[Python-Dev] What to do for bytes in 2.6?

Sun Jan 20 08:49:56 CET 2008

On 04:26 am, guido at python.org wrote:
>On Jan 19, 2008 5:54 PM,  <glyph at divmod.com> wrote:
>>On 19 Jan, 07:32 pm, guido at python.org wrote:

Starting with the most relevant bit before getting off into digressions 
that may not interest most people:
>>Why can't we get that warning in -3 mode just the same from something
>>read from a socket and a b"" literal?

>If you really want this, please think through all the consequences,
>and report back here. While I have a hunch that it'll end up giving
>too many false positives and at the same time too many false
>negatives, perhaps I haven't thought it through enough. But if you
>really think this'll be important for you, I hope you'll be willing to
>do at least some of the thinking.

While I stand by my statement that unicode is the Right Way to do text 
in python, this particular feature isn't really that important, and I 
can see there are cases where it might cause problems or make life more 
difficult.  I suspect that I won't really know whether I want the 
warning anyway before I've actually tried to port any nuanced, real 
text-processing code to 3.0, and it looks like it's going to be a little 
while before that happens.  I suspect that if I do want the warning, it 
would be a feature for 2.7, not 2.6, so I don't want to waste a lot of 
everyone's time advocating for it.

Now for a nearly irrelevant digression (please feel free to stop reading 
here):
>>Now, ad-hoc code with a fast and loose definition of "text" can still
>>read arrays of bytes off a socket without specifying an encoding and 
>>get
>>away with it, but that's because Python's unicode implementation has
>>thus far been very forgiving, not because the data is cleanly text 
>>yet.
>
>I would say that depends on the application, and on arrangements that
>client and server may have made off-line about the encoding.

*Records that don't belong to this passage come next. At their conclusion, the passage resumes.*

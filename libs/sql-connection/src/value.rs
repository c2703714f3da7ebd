use std::fmt::{self, Display};

/// A single cell in a result row, or a decoded wire value.
///
/// Every variant carries an `Option` so a `NULL` still knows which type it
/// was read as.
#[derive(Debug, Clone, PartialEq)]
pub enum Value {
    /// 64-bit signed integer.
    Integer(Option<i64>),
    /// Floating point number.
    Float(Option<f64>),
    /// String value.
    Text(Option<String>),
    /// Boolean value.
    Boolean(Option<bool>),
    /// A one-dimensional array value.
    Array(Option<Vec<Value>>),
}

impl Value {
    /// Creates a new text value.
    pub fn text(value: impl Into<String>) -> Self {
        Self::Text(Some(value.into()))
    }

    /// Creates a new integer value.
    pub fn integer(value: impl Into<i64>) -> Self {
        Self::Integer(Some(value.into()))
    }

    /// Creates a new array value.
    pub fn array<I, V>(value: I) -> Self
    where
        I: IntoIterator<Item = V>,
        V: Into<Value>,
    {
        Self::Array(Some(value.into_iter().map(Into::into).collect()))
    }

    /// `true` if the `Value` is null.
    pub fn is_null(&self) -> bool {
        match self {
            Value::Integer(i) => i.is_none(),
            Value::Float(f) => f.is_none(),
            Value::Text(t) => t.is_none(),
            Value::Boolean(b) => b.is_none(),
            Value::Array(a) => a.is_none(),
        }
    }

    /// Returns a `&str` if the value is text, otherwise `None`.
    pub fn as_str(&self) -> Option<&str> {
        match self {
            Value::Text(Some(s)) => Some(s.as_str()),
            _ => None,
        }
    }

    /// Returns an `i64` if the value is an integer, otherwise `None`.
    pub fn as_i64(&self) -> Option<i64> {
        match self {
            Value::Integer(i) => *i,
            _ => None,
        }
    }

    /// Returns a `bool` if the value is a boolean, otherwise `None`.
    pub fn as_bool(&self) -> Option<bool> {
        match self {
            Value::Boolean(b) => *b,
            _ => None,
        }
    }

    /// Returns a slice of the elements if the value is an array, otherwise `None`.
    pub fn as_array(&self) -> Option<&[Value]> {
        match self {
            Value::Array(Some(items)) => Some(items.as_slice()),
            _ => None,
        }
    }

    /// Consumes the value, returning the string if it is text.
    pub fn into_string(self) -> Option<String> {
        match self {
            Value::Text(s) => s,
            _ => None,
        }
    }
}

/// Renders the value the way it reads as text: scalars plainly, arrays as a
/// brace-delimited literal and nulls as `NULL`.
impl Display for Value {
    fn fmt(&self, f: &mut fmt::Formatter<'_>) -> fmt::Result {
        match self {
            Value::Integer(Some(i)) => write!(f, "{i}"),
            Value::Float(Some(n)) => write!(f, "{n}"),
            Value::Text(Some(s)) => f.write_str(s),
            Value::Boolean(Some(b)) => write!(f, "{b}"),
            Value::Array(Some(items)) => {
                f.write_str("{")?;

                for (idx, item) in items.iter().enumerate() {
                    if idx > 0 {
                        f.write_str(",")?;
                    }

                    item.fmt(f)?;
                }

                f.write_str("}")
            }
            _ => f.write_str("NULL"),
        }
    }
}

impl From<&str> for Value {
    fn from(s: &str) -> Self {
        Value::text(s)
    }
}

impl From<String> for Value {
    fn from(s: String) -> Self {
        Value::Text(Some(s))
    }
}

impl From<i64> for Value {
    fn from(i: i64) -> Self {
        Value::Integer(Some(i))
    }
}

impl From<i32> for Value {
    fn from(i: i32) -> Self {
        Value::Integer(Some(i64::from(i)))
    }
}

impl From<u32> for Value {
    fn from(i: u32) -> Self {
        Value::Integer(Some(i64::from(i)))
    }
}

impl From<f64> for Value {
    fn from(n: f64) -> Self {
        Value::Float(Some(n))
    }
}

impl From<bool> for Value {
    fn from(b: bool) -> Self {
        Value::Boolean(Some(b))
    }
}

impl<T> From<Option<T>> for Value
where
    T: Into<Value>,
{
    fn from(opt: Option<T>) -> Self {
        match opt {
            Some(value) => value.into(),
            None => Value::Text(None),
        }
    }
}

#[cfg(test)]
mod tests {
    use super::*;

    #[test]
    fn arrays_display_as_brace_literals() {
        let value = Value::array(["a", "b"]);
        assert_eq!(value.to_string(), "{a,b}");
    }

    #[test]
    fn typed_nulls_are_null() {
        assert!(Value::Integer(None).is_null());
        assert!(Value::from(None::<&str>).is_null());
        assert_eq!(Value::Text(None).to_string(), "NULL");
    }
}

I can see your point.  I think it probably holds better on files and 
streams than on sockets, though - please forgive me if I don't think 
that server applications which require environment-dependent out-of-band 
arrangements about locale are correct :).
>In 2.x, text can legitimately be represented as str -- there's even
>the locale module to further specify how it is to be interpreted as
>characters.

I'm aware that this specific example is kind of a ridiculous stretch, 
but it's the first one that came to mind.  Consider 
len(u'é'.encode('utf-8').rjust(5).decode('utf-8')).  Of course 
unicode.rjust() won't do the right thing in the case of surrogate pairs, 
not to mention RTL text, but it still handles a lot more cases than 
str.rjust(), since code points behave a lot more like characters than 
code units do.
>Sure, this doesn't work for full unicode, and it doesn't work for all
>protocols used with sockets, but claiming that only fast and loose
>code ever uses str to represent text is quite far from reality -- this
>would be saying that the locale module is only for quick and dirty
>code, which just ain't so.

It would definitely be overreaching to say all code that uses str is 
quick and dirty.  But I do think that it fits into one of two 
categories: quick and dirty, or legacy.  locale is an example of a 
legacy case for which there is no replacement (that I'm aware of).  Even 
if I were writing a totally unicode-clean application, as far as I'm 
aware, there's no common replacement for i.e. locale.currency().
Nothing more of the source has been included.